Kisslude
by translucency for summertime
Summary: He was just at the right height that his head fell at my collarbone. It seemed to me like the perfect fit. Secretly, I had really wanted him just to stay the way he was. Matt/Mello
1. Prelude

9/11/08

* * *

**Prelude**

A lot goes on at Wammy's. A lot of which most people don't think I pay attention to.

They're wrong.

I do pay attention. Enough attention to know that the reason Mello is so temperamental and foul-mouthed around every—well, everyone else at least—is because he's desperate for attention. Roger's attention, L's attention. My attention.

I know that the reason why Near doesn't bat an eye towards Mello's flagrant hatred for him, is quite frankly because he isn't smart enough to know better. Oh sure, Near's IQ is **way **up there; past Mello's, past mine. That's just what his capacity of knowledge is: his book smarts. His common sense is another matter entirely.

I know that I will never be in the final two, vying for L's title. I'm not too stupid or too self-absorbed not to see that.

Yeah, I play video games. Yeah, I might **act** like I'm totally oblivious to the rest of the world. Yeah. I'm not.

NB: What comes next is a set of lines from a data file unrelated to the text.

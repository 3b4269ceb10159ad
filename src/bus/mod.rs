//! Event bus for in-process publish/subscribe.
//!
//! Plugins never call each other directly; notifications flow through the bus:
//!   - Handlers subscribe with an exact topic or a `prefix.*` pattern
//!   - `publish` delivers to every matching subscription in registration order
//!   - A failing or panicking handler is logged and skipped; delivery to the
//!     remaining subscribers and the publisher are unaffected
//!
//! `publish` returns once every matching handler for that call has been
//! invoked. No lock is held while a handler runs, so handlers may publish,
//! subscribe or unsubscribe themselves.

mod pattern;

pub use pattern::{validate_topic, TopicPattern};

use async_trait::async_trait;
use chrono::{DateTime, Utc};
use futures::FutureExt;
use serde::{Deserialize, Serialize};
use serde_json::Value;
use std::future::Future;
use std::panic::AssertUnwindSafe;
use std::sync::atomic::{AtomicBool, AtomicU64, Ordering};
use std::sync::Arc;
use tokio::sync::RwLock;

use crate::kernel::InFlightTracker;
use crate::types::{Result, SubscriptionId};

// =============================================================================
// Event
// =============================================================================

/// Immutable notification. Handlers receive it behind an `Arc`.
#[derive(Debug, Clone, PartialEq, Serialize, Deserialize)]
pub struct Event {
    topic: String,
    payload: Value,
    timestamp: DateTime<Utc>,
    source: Option<String>,
}

impl Event {
    pub fn new(topic: impl Into<String>, payload: Value) -> Self {
        Self {
            topic: topic.into(),
            payload,
            timestamp: Utc::now(),
            source: None,
        }
    }

    /// Attribute the event to a plugin or subsystem.
    pub fn with_source(mut self, source: impl Into<String>) -> Self {
        self.source = Some(source.into());
        self
    }

    pub fn topic(&self) -> &str {
        &self.topic
    }

    pub fn payload(&self) -> &Value {
        &self.payload
    }

    pub fn timestamp(&self) -> DateTime<Utc> {
        self.timestamp
    }

    pub fn source(&self) -> Option<&str> {
        self.source.as_deref()
    }
}

// =============================================================================
// Handlers
// =============================================================================

/// Subscriber callback.
#[async_trait]
pub trait EventHandler: Send + Sync {
    async fn handle(&self, event: Arc<Event>) -> Result<()>;
}

/// Adapter turning an async closure into an [`EventHandler`].
pub struct FnHandler<F>(F);

impl<F> std::fmt::Debug for FnHandler<F> {
    fn fmt(&self, f: &mut std::fmt::Formatter<'_>) -> std::fmt::Result {
        f.write_str("FnHandler")
    }
}

#[async_trait]
impl<F, Fut> EventHandler for FnHandler<F>
where
    F: Fn(Arc<Event>) -> Fut + Send + Sync,
    Fut: Future<Output = Result<()>> + Send,
{
    async fn handle(&self, event: Arc<Event>) -> Result<()> {
        (self.0)(event).await
    }
}

/// Wrap a closure as a shareable handler.
pub fn handler_fn<F, Fut>(f: F) -> Arc<dyn EventHandler>
where
    F: Fn(Arc<Event>) -> Fut + Send + Sync + 'static,
    Fut: Future<Output = Result<()>> + Send + 'static,
{
    Arc::new(FnHandler(f))
}

// =============================================================================
// Subscriptions
// =============================================================================

struct SubscriptionEntry {
    id: SubscriptionId,
    pattern: TopicPattern,
    owner: Option<String>,
    handler: Arc<dyn EventHandler>,
    /// Cleared on unsubscribe so an in-progress publish skips the handler.
    active: AtomicBool,
}

impl SubscriptionEntry {
    fn receipt(&self) -> Subscription {
        Subscription {
            id: self.id.clone(),
            pattern: self.pattern.clone(),
            owner: self.owner.clone(),
        }
    }
}

/// Subscription receipt for managing subscriptions.
#[derive(Debug, Clone, PartialEq, Eq, Serialize, Deserialize)]
pub struct Subscription {
    pub id: SubscriptionId,
    pub pattern: TopicPattern,
    pub owner: Option<String>,
}

/// Outcome of one `publish` call.
#[derive(Debug, Clone, Copy, Default, PartialEq, Eq, Serialize, Deserialize)]
pub struct PublishReport {
    /// Handlers that returned `Ok`.
    pub delivered: usize,
    /// Handlers that returned an error or panicked.
    pub failed: usize,
}

/// Statistics about bus usage.
#[derive(Debug, Default, Clone, Serialize, Deserialize)]
pub struct BusStats {
    pub events_published: u64,
    pub deliveries: u64,
    pub handler_failures: u64,
    pub active_subscriptions: usize,
}

#[derive(Debug, Default)]
struct Counters {
    events_published: AtomicU64,
    deliveries: AtomicU64,
    handler_failures: AtomicU64,
}

// =============================================================================
// EventBus
// =============================================================================

/// In-memory publish/subscribe bus.
pub struct EventBus {
    /// Registration order is delivery order.
    subscriptions: RwLock<Vec<Arc<SubscriptionEntry>>>,
    in_flight: Arc<InFlightTracker>,
    counters: Counters,
}

impl std::fmt::Debug for EventBus {
    fn fmt(&self, f: &mut std::fmt::Formatter<'_>) -> std::fmt::Result {
        f.debug_struct("EventBus")
            .field("counters", &self.counters)
            .finish_non_exhaustive()
    }
}

impl EventBus {
    /// Create a bus with its own in-flight tracker.
    pub fn new() -> Self {
        Self::with_tracker(Arc::new(InFlightTracker::new()))
    }

    /// Create a bus that reports running handlers to a shared tracker.
    pub fn with_tracker(in_flight: Arc<InFlightTracker>) -> Self {
        Self {
            subscriptions: RwLock::new(Vec::new()),
            in_flight,
            counters: Counters::default(),
        }
    }

    // =========================================================================
    // Publish
    // =========================================================================

    /// Publish `payload` under `topic` to every matching subscriber.
    pub async fn publish(&self, topic: &str, payload: Value) -> Result<PublishReport> {
        self.publish_event(Event::new(topic, payload)).await
    }

    /// Publish a pre-built event.
    ///
    /// Fails only if the topic itself is invalid; handler failures are
    /// reported in the returned [`PublishReport`].
    pub async fn publish_event(&self, event: Event) -> Result<PublishReport> {
        validate_topic(event.topic())?;
        let event = Arc::new(event);

        let targets: Vec<Arc<SubscriptionEntry>> = self
            .subscriptions
            .read()
            .await
            .iter()
            .filter(|entry| entry.pattern.matches(event.topic()))
            .cloned()
            .collect();

        let mut report = PublishReport::default();
        for entry in targets {
            // The subscriber may have been removed while an earlier handler ran.
            if !entry.active.load(Ordering::SeqCst) {
                continue;
            }

            let _guard = self.in_flight.enter(entry.owner.as_deref());
            let outcome = AssertUnwindSafe(entry.handler.handle(Arc::clone(&event)))
                .catch_unwind()
                .await;

            match outcome {
                Ok(Ok(())) => report.delivered += 1,
                Ok(Err(e)) => {
                    report.failed += 1;
                    tracing::warn!(
                        topic = event.topic(),
                        subscription = %entry.id,
                        owner = entry.owner.as_deref().unwrap_or("-"),
                        error = %e,
                        "event_handler_failed"
                    );
                }
                Err(_) => {
                    report.failed += 1;
                    tracing::error!(
                        topic = event.topic(),
                        subscription = %entry.id,
                        owner = entry.owner.as_deref().unwrap_or("-"),
                        "event_handler_panicked"
                    );
                }
            }
        }

        self.counters.events_published.fetch_add(1, Ordering::Relaxed);
        self.counters
            .deliveries
            .fetch_add(report.delivered as u64, Ordering::Relaxed);
        self.counters
            .handler_failures
            .fetch_add(report.failed as u64, Ordering::Relaxed);

        tracing::debug!(
            topic = event.topic(),
            delivered = report.delivered,
            failed = report.failed,
            "event_published"
        );

        Ok(report)
    }

    // =========================================================================
    // Subscribe / Unsubscribe
    // =========================================================================

    /// Subscribe a kernel-internal handler (no owning plugin).
    pub async fn subscribe(
        &self,
        pattern: &str,
        handler: Arc<dyn EventHandler>,
    ) -> Result<Subscription> {
        self.insert(None, pattern, handler).await
    }

    /// Subscribe on behalf of a plugin so the manager can remove it later.
    pub async fn subscribe_owned(
        &self,
        owner: &str,
        pattern: &str,
        handler: Arc<dyn EventHandler>,
    ) -> Result<Subscription> {
        self.insert(Some(owner.to_string()), pattern, handler).await
    }

    async fn insert(
        &self,
        owner: Option<String>,
        pattern: &str,
        handler: Arc<dyn EventHandler>,
    ) -> Result<Subscription> {
        let pattern = TopicPattern::parse(pattern)?;
        let entry = Arc::new(SubscriptionEntry {
            id: SubscriptionId::new(),
            pattern,
            owner,
            handler,
            active: AtomicBool::new(true),
        });
        let receipt = entry.receipt();

        self.subscriptions.write().await.push(entry);

        tracing::debug!(
            subscription = %receipt.id,
            pattern = %receipt.pattern,
            owner = receipt.owner.as_deref().unwrap_or("-"),
            "subscribed"
        );
        Ok(receipt)
    }

    /// Remove one subscription. Returns `false` if it was already gone.
    pub async fn unsubscribe(&self, subscription: &Subscription) -> bool {
        self.unsubscribe_id(&subscription.id).await
    }

    pub async fn unsubscribe_id(&self, id: &SubscriptionId) -> bool {
        let mut subscriptions = self.subscriptions.write().await;
        let before = subscriptions.len();
        subscriptions.retain(|entry| {
            if &entry.id == id {
                entry.active.store(false, Ordering::SeqCst);
                false
            } else {
                true
            }
        });
        let removed = subscriptions.len() != before;
        if removed {
            tracing::debug!(subscription = %id, "unsubscribed");
        }
        removed
    }

    /// Remove every subscription owned by `owner`. Returns how many were removed.
    ///
    /// After this returns, none of the owner's handlers will be invoked again,
    /// including by publishes already in progress.
    pub async fn unsubscribe_owner(&self, owner: &str) -> usize {
        let mut subscriptions = self.subscriptions.write().await;
        let before = subscriptions.len();
        subscriptions.retain(|entry| {
            if entry.owner.as_deref() == Some(owner) {
                entry.active.store(false, Ordering::SeqCst);
                false
            } else {
                true
            }
        });
        let removed = before - subscriptions.len();
        if removed > 0 {
            tracing::debug!(owner, removed, "owner_unsubscribed");
        }
        removed
    }

    /// Subscriptions owned by `owner`, in registration order.
    pub async fn subscriptions_for(&self, owner: &str) -> Vec<Subscription> {
        self.subscriptions
            .read()
            .await
            .iter()
            .filter(|entry| entry.owner.as_deref() == Some(owner))
            .map(|entry| entry.receipt())
            .collect()
    }

    // =========================================================================
    // Statistics
    // =========================================================================

    pub async fn stats(&self) -> BusStats {
        BusStats {
            events_published: self.counters.events_published.load(Ordering::Relaxed),
            deliveries: self.counters.deliveries.load(Ordering::Relaxed),
            handler_failures: self.counters.handler_failures.load(Ordering::Relaxed),
            active_subscriptions: self.subscriptions.read().await.len(),
        }
    }
}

And because of that, I knew exactly what was going on when Mello stormed into our shared room, blonde hair swinging madly and eyes threatening to brim over with tears. It had something to do with Near. And it most definitely had something to do with L.

I kept my eyes trained on the Gameboy Advance DS held in my hands. I had to keep up the allusion, of course.

Mello plopped down on his bed and clutched his head in his hands. I waited for him to tell me what was wrong, refraining from acknowledging he was there. When nothing was said, I looked up.

What I saw was Mello, angry tears coursing down hot cheeks, staring pointedly at his feet.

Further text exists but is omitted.